Ph-Rah, “Ph,” “The,” and Rah, “Sun.” Hence the name “Pharaoh,” applied to the Kings of Egypt.

Amun-Ra, “The splendour and beneficent property of the Sun,” “Jupiter-Ammon” of the classical nations.

The word A.m.n, in Hebrew, implies “nurturing or fostering care, to support, to sustain,” In Egypt there is a verb Amoni “To hold,” and Āmoni “To feed.” Amoun in Hebrew, and Mone in Egypt, mean “A Nurse,” and in Egypt “A Shepherd.”

Amoni, “Patience,” (Egypt.) Amyn-edd “Patience,” Amoun “To defend,” M-ou yn, “Kind,” (Welsh.)

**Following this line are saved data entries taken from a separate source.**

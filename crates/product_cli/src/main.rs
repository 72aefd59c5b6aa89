//! CLI smoke entry point.
//!
//! # Responsibility
//! - Verify `product_core` linkage and storage bootstrap from a binary.
//! - Start file logging before the store is opened.
//! - Keep stdout deterministic for quick local sanity checks.

use clap::Parser;
use product_core::db::{open_db, open_db_in_memory};
use product_core::{
    init_logging, log_dir_for_store, CrudRepository, LogLevel, ProductRepository,
    SqliteProductRepository,
};
use std::path::PathBuf;
use std::process::ExitCode;

const MEMORY_LOG_DIR_NAME: &str = "product-store-logs";

#[derive(Debug, Parser)]
#[command(name = "product_cli")]
#[command(version = env!("CARGO_PKG_VERSION"))]
#[command(about = "Opens a product store and prints a short health report")]
struct Args {
    /// SQLite file to open; an in-memory store is used when omitted
    #[arg(long, value_name = "PATH")]
    db: Option<PathBuf>,
    /// Absolute log directory; defaults to `logs/` beside the database
    #[arg(long, value_name = "DIR")]
    log_dir: Option<PathBuf>,
    /// trace|debug|info|warn|error
    #[arg(long, default_value = product_core::default_log_level())]
    log_level: LogLevel,
}

impl Args {
    fn resolved_log_dir(&self) -> std::io::Result<PathBuf> {
        match (&self.log_dir, &self.db) {
            (Some(dir), _) => Ok(dir.clone()),
            (None, Some(db)) => log_dir_for_store(db),
            (None, None) => Ok(std::env::temp_dir().join(MEMORY_LOG_DIR_NAME)),
        }
    }
}

fn main() -> ExitCode {
    let args = Args::parse();
    println!("product_core ping={}", product_core::ping());
    println!("product_core version={}", product_core::core_version());

    match run(&args) {
        Ok(()) => ExitCode::SUCCESS,
        Err(err) => {
            eprintln!("error: {err}");
            ExitCode::FAILURE
        }
    }
}

fn run(args: &Args) -> Result<(), Box<dyn std::error::Error>> {
    let log_dir = args.resolved_log_dir()?;
    let log_dir = log_dir
        .to_str()
        .ok_or_else(|| format!("log directory `{}` is not valid UTF-8", log_dir.display()))?;
    init_logging(args.log_level.as_str(), log_dir)?;

    let conn = match args.db.as_deref() {
        Some(path) => open_db(path)?,
        None => open_db_in_memory()?,
    };
    let repo = SqliteProductRepository::try_new(&conn)?;

    println!("products count={}", repo.count()?);
    if let Err(err) = repo.find_by_name(None) {
        println!("find_by_name(None) rejected: {err}");
    }
    Ok(())
}
//! Product store logging bootstrap.
//!
//! # Responsibility
//! - Route `db_open`, `db_migrate` and `product_save` events to size-rotated
//!   files, once per process.
//! - Place logs next to the store they describe unless told otherwise.
//! - Capture panics as sanitized log events.
//!
//! # Invariants
//! - Re-initialization with the same level and directory is a no-op.
//! - Re-initialization with a different level or directory is rejected.
//! - Initialization never panics.

use flexi_logger::{Cleanup, Criterion, FileSpec, Logger, LoggerHandle, Naming, WriteMode};
use log::{error, info};
use once_cell::sync::OnceCell;
use std::fmt::{Display, Formatter};
use std::path::{Path, PathBuf};
use std::str::FromStr;

const LOG_FILE_BASENAME: &str = "product-store";
const LOG_DIR_NAME: &str = "logs";
const MAX_LOG_FILE_SIZE_BYTES: u64 = 10 * 1024 * 1024;
const MAX_LOG_FILES: usize = 5;
const MAX_PANIC_PAYLOAD_CHARS: usize = 160;

static ACTIVE: OnceCell<ActiveLogger> = OnceCell::new();
static PANIC_HOOK_INSTALLED: OnceCell<()> = OnceCell::new();

/// Verbosity accepted by `init_logging`.
#[derive(Debug, Clone, Copy, PartialEq, Eq)]
pub enum LogLevel {
    Trace,
    Debug,
    Info,
    Warn,
    Error,
}

impl LogLevel {
    pub fn as_str(self) -> &'static str {
        match self {
            Self::Trace => "trace",
            Self::Debug => "debug",
            Self::Info => "info",
            Self::Warn => "warn",
            Self::Error => "error",
        }
    }
}

impl Display for LogLevel {
    fn fmt(&self, f: &mut Formatter<'_>) -> std::fmt::Result {
        f.write_str(self.as_str())
    }
}

impl FromStr for LogLevel {
    type Err = String;

    fn from_str(value: &str) -> Result<Self, Self::Err> {
        match value.trim().to_ascii_lowercase().as_str() {
            "trace" => Ok(Self::Trace),
            "debug" => Ok(Self::Debug),
            "info" => Ok(Self::Info),
            "warn" | "warning" => Ok(Self::Warn),
            "error" => Ok(Self::Error),
            other => Err(format!(
                "unsupported log level `{other}`; expected trace|debug|info|warn|error"
            )),
        }
    }
}

struct ActiveLogger {
    level: LogLevel,
    log_dir: PathBuf,
    _handle: LoggerHandle,
}

impl ActiveLogger {
    fn ensure_same(&self, level: LogLevel, log_dir: &Path) -> Result<(), String> {
        if self.log_dir != log_dir {
            return Err(format!(
                "logging already initialized at `{}`; refusing to switch to `{}`",
                self.log_dir.display(),
                log_dir.display()
            ));
        }
        if self.level != level {
            return Err(format!(
                "logging already initialized with level `{}`; refusing to switch to `{level}`",
                self.level
            ));
        }
        Ok(())
    }
}

/// Starts file logging at `level` under the absolute directory `log_dir`.
///
/// # Errors
/// - `level` is not one of trace|debug|info|warn|error.
/// - `log_dir` is empty, relative, or cannot be created.
/// - Logging is already active with a different level or directory.
pub fn init_logging(level: &str, log_dir: &str) -> Result<(), String> {
    let level = level.parse::<LogLevel>()?;
    let log_dir = absolute_log_dir(log_dir)?;

    if let Some(active) = ACTIVE.get() {
        return active.ensure_same(level, &log_dir);
    }

    let active = ACTIVE.get_or_try_init(|| start(level, log_dir.clone()))?;
    active.ensure_same(level, &log_dir)
}

/// Returns `(level, log_dir)` of active logging, or `None` before init.
pub fn logging_status() -> Option<(&'static str, PathBuf)> {
    ACTIVE
        .get()
        .map(|active| (active.level.as_str(), active.log_dir.clone()))
}

/// `debug` for debug builds, `info` for release builds.
pub fn default_log_level() -> &'static str {
    if cfg!(debug_assertions) {
        LogLevel::Debug.as_str()
    } else {
        LogLevel::Info.as_str()
    }
}

/// Default log directory for a file-backed store: `<store dir>/logs`.
///
/// Relative store paths are resolved against the current directory so the
/// result is always absolute.
pub fn log_dir_for_store(db_path: &Path) -> std::io::Result<PathBuf> {
    let parent = db_path.parent().unwrap_or_else(|| Path::new(""));
    let parent = if parent.is_absolute() {
        parent.to_path_buf()
    } else {
        std::env::current_dir()?.join(parent)
    };
    Ok(parent.join(LOG_DIR_NAME))
}

fn start(level: LogLevel, log_dir: PathBuf) -> Result<ActiveLogger, String> {
    std::fs::create_dir_all(&log_dir).map_err(|err| {
        format!(
            "failed to create log directory `{}`: {err}",
            log_dir.display()
        )
    })?;

    let handle = Logger::try_with_str(level.as_str())
        .map_err(|err| format!("invalid log level `{level}`: {err}"))?
        .log_to_file(
            FileSpec::default()
                .directory(log_dir.as_path())
                .basename(LOG_FILE_BASENAME),
        )
        .rotate(
            Criterion::Size(MAX_LOG_FILE_SIZE_BYTES),
            Naming::Numbers,
            Cleanup::KeepLogFiles(MAX_LOG_FILES),
        )
        .write_mode(WriteMode::BufferAndFlush)
        .append()
        .format_for_files(flexi_logger::detailed_format)
        .start()
        .map_err(|err| format!("failed to start logger: {err}"))?;

    install_panic_hook_once();
    info!(
        "event=store_logging module=logging status=ok level={level} log_dir={} version={}",
        log_dir.display(),
        env!("CARGO_PKG_VERSION")
    );

    Ok(ActiveLogger {
        level,
        log_dir,
        _handle: handle,
    })
}

fn absolute_log_dir(log_dir: &str) -> Result<PathBuf, String> {
    let trimmed = log_dir.trim();
    if trimmed.is_empty() {
        return Err("log_dir cannot be empty".to_string());
    }
    let path = Path::new(trimmed);
    if !path.is_absolute() {
        return Err(format!("log_dir must be an absolute path, got `{trimmed}`"));
    }
    Ok(path.to_path_buf())
}

fn install_panic_hook_once() {
    if PANIC_HOOK_INSTALLED.set(()).is_err() {
        return;
    }

    let previous_hook = std::panic::take_hook();
    std::panic::set_hook(Box::new(move |panic_info| {
        let location = panic_info
            .location()
            .map(|loc| format!("{}:{}", loc.file(), loc.line()))
            .unwrap_or_else(|| "unknown".to_string());
        let payload = panic_info
            .payload()
            .downcast_ref::<&str>()
            .map(|message| (*message).to_string())
            .or_else(|| panic_info.payload().downcast_ref::<String>().cloned())
            .unwrap_or_else(|| "non-string panic payload".to_string());
        error!(
            "event=panic_captured module=logging status=error location={location} payload={}",
            single_line(&payload, MAX_PANIC_PAYLOAD_CHARS)
        );
        previous_hook(panic_info);
    }));
}

/// Flattens newlines and caps length; payloads may quote product names.
fn single_line(value: &str, max_chars: usize) -> String {
    let flattened = value.replace(['\n', '\r'], " ");
    let mut capped = flattened.chars().take(max_chars).collect::<String>();
    if flattened.chars().count() > max_chars {
        capped.push_str("...");
    }
    capped
}

#[cfg(test)]
mod tests {
    use super::{
        absolute_log_dir, default_log_level, init_logging, log_dir_for_store, logging_status,
        single_line, LogLevel,
    };
    use std::path::Path;

    #[test]
    fn log_level_parses_known_names() {
        assert_eq!("INFO".parse::<LogLevel>().unwrap(), LogLevel::Info);
        assert_eq!(" warning ".parse::<LogLevel>().unwrap(), LogLevel::Warn);
        assert!("verbose".parse::<LogLevel>().is_err());
        assert!(default_log_level().parse::<LogLevel>().is_ok());
    }

    #[test]
    fn absolute_log_dir_rejects_empty_and_relative_paths() {
        assert!(absolute_log_dir("  ").is_err());
        let error = absolute_log_dir("logs/dev").unwrap_err();
        assert!(error.contains("absolute"));
    }

    #[test]
    fn store_logs_live_beside_the_database() {
        let dir = log_dir_for_store(Path::new("/var/lib/shop/products.db")).unwrap();
        assert_eq!(dir, Path::new("/var/lib/shop/logs"));

        let relative = log_dir_for_store(Path::new("products.db")).unwrap();
        assert!(relative.is_absolute());
        assert!(relative.ends_with("logs"));
    }

    #[test]
    fn single_line_removes_newlines_and_truncates() {
        let flattened = single_line("line1\nline2\rline3", 8);
        assert!(!flattened.contains('\n'));
        assert!(!flattened.contains('\r'));
        assert!(flattened.ends_with("..."));
    }

    #[test]
    fn init_logging_is_idempotent_and_rejects_conflicts() {
        let first = tempfile::tempdir().unwrap();
        let second = tempfile::tempdir().unwrap();
        let first_dir = first.path().to_str().unwrap().to_string();
        let second_dir = second.path().to_str().unwrap().to_string();

        init_logging("info", &first_dir).unwrap();
        init_logging("INFO", &first_dir).unwrap();

        let level_error = init_logging("debug", &first_dir).unwrap_err();
        assert!(level_error.contains("refusing to switch"));

        let dir_error = init_logging("info", &second_dir).unwrap_err();
        assert!(dir_error.contains("refusing to switch"));

        let (active_level, active_dir) = logging_status().unwrap();
        assert_eq!(active_level, "info");
        assert_eq!(active_dir, first.path());
    }
}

Neith or Maut, “Minerva, called the Mother of the Gods.” Mata (Sanscrit.) Mat-er (Latin.) Maau (Egypt.) A.m.a (Heb.) “A Mother.”

The names of Osiris and Serapis have been explained at p. [20]; that of Hor (“Horus,”) in Appendix A, p. [2]; that of Io, “The Visible Body of the Moon,”[111] in Appendix A, pp. [24-25].

It will be observed that the Egyptian mythology, like that of the Indo-European nations, as noticed in the last section, distinctly combines with Personifications of the powers of nature, views of the attributes and agencies of the Supreme Being which occur in the Hebrew Scriptures, as in the instance of “Neph.” It is remarkable that the same allusion as this name presents, occurs in the Hindoo mythology in Náráyana, one of the names given to Vishnu, the Deity viewed as a preserver or Saviour. Sir William Jones thus explains this term in a quotation from a passage in which Menu, the son of Brahma, begins his address to the Sages who consulted him on the formation of the Universe. “The waters are called nárà, since they are the offspring of Nera, (or I'swara;) and thence was Náráyana named, because his first ayana or moving, was on them!”[112]

N-Eerooue means “Waters” in Egyptian, from Eiero, “Water,” the plural being formed by N prefix.

Thus it is evident that a comparison of languages in those very instances which are connected with the subject, so far from impugning the conclusion that the mythology of the Hindoos and Egyptians had a common origin, affords irresistible corroborative proofs of the correctness of that opinion. Further, it is apparent in the instance of the Egyptian as of the Indo-European race, that their religious system embodied, in combination with an idolatrous superstructure, the same views of the Supreme Being as are developed in the Pentateuch.